Modifiying glassy carbon electrode with ferrocene-bridged polysilsesquioxanes

Ferrocene-bridged polysilsesquioxanes film electrodes were prepared via depositing the sols formed by hydrolysis of 1,1'-bis[(2-triethoxylsilyl)ethyl]ferrocene (BTEF) or co-hydrolysis of poly(vinylalcohol) (PVA) with BTEF or tetraethoxysilane (TEOS) with BTEF onto glassy carbon electrode (GCE) surface. The electrochemical behavior of the modified electrodes were characterized by cyclic voltammogram (CV) in aqueous solution.

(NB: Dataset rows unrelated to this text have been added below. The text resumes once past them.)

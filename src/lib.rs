//! Streaming transcript view for terminal chat front-ends.
//!
//! Turns a token-at-a-time assistant stream into a stable, scrollable block list without
//! per-token reflow. Text flows through four stages:
//!
//! - [`StreamBuffer`] coalesces fragments and commits on newline or after a short idle interval.
//! - [`ContentClassifier`] routes committed lines to the rolling reasoning window or the
//!   in-flight message.
//! - [`flatten`] splits the transcript into atomic blocks; [`parse`] turns markdown into typed
//!   blocks for rendering.
//! - [`Engine`] owns the layout, the virtualized viewport and the event queue, and hands each
//!   visible block to a [`BlockRenderer`].
//!
//! Nothing here writes to a terminal. Timers are deadlines polled by the host loop via
//! [`Engine::next_timeout_ms`] and [`Engine::tick`].

pub mod config;
pub mod error;
pub mod logging;

pub mod core;
pub mod markdown;
pub mod render;
pub mod runtime;
pub mod stream;
pub mod transcript;

/// Configuration and ambient errors.
pub use crate::config::EngineConfig;
pub use crate::error::{ConfigError, LoggingError};

/// Block and message model.
pub use crate::core::block::{
    mark_edges, Block, BlockKind, BlockOrigin, CodeLanguage, ListItem, RunStyle, StyledRun,
    PLAINTEXT_LANGUAGE,
};
pub use crate::core::message::{Message, MessageMeta, Role};

/// Markdown parsing.
pub use crate::markdown::{heading_palette_index, parse, resolve_language, THEMATIC_BREAK_WIDTH};

/// Renderer boundary and the reference line renderer.
pub use crate::render::{BlockRenderer, LineRenderer, LineTheme, RenderContext, StyleFn};

/// Layout, viewport and engine.
pub use crate::runtime::{
    compute_layout_mode, compute_visible, main_width, max_visible, viewport_rows, CoreEvent,
    Engine, Frame, LayoutKind, LayoutMode, ResizeDebouncer, ScrollIntent, ScrollMode, TurnEvent,
    ViewportState,
};

/// Stream intake.
pub use crate::stream::{
    classify_line, Classified, ContentClassifier, LineClass, ReasoningWindow, StreamBuffer,
    StreamBufferOptions,
};

/// Transcript and flattening.
pub use crate::transcript::{flatten, FlattenCache, Transcript};

/// Width and wrapping helpers.
pub use crate::core::text::{display_width, pad_to_width, wrap_plain, wrap_runs};
//! Text helpers (display width, wrapping).
//!
//! These helpers are pure and live under `core` so renderers can depend on them without
//! importing anything from the runtime layer.

pub mod width;
pub mod wrap;

pub use width::{display_width, expand_tabs, pad_to_width};
pub use wrap::{wrap_plain, wrap_runs};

The BTEF film, BTEF/PVA film and BTEF/TEOS film all exhibit a redox wave at E-0' are 0.504, 0.326, 0.318 V, with the peak potential separation (Delta E) are 0.132, 0.042, 0.028 V, and the value of i(pa)/i(pc) are 1.8097, 1.007, 1.064 (vs. SCE), respectively. This suggests that BTEF/PVA film and BTEF/TEOS film have a good reversible redox behavior and the redox peak is corresponded to a one-electron reduction and oxidation process. After successive 50 time's cyclic voltammetric, there is no peak potential shift, and the peak current only decreased 5.58, 4.95%, respectively. BTEF/PVA film has better hydrophilicity and shows a more perfect electrocatalytic activity in the oxidation of H(2)A than that of the BTEF/TEOS film. The catalytic peak current has a linear relationship with the concentration of H(2)A in the range of 1.0 x 10(-5)similar to 1.0 x 10(-3) M.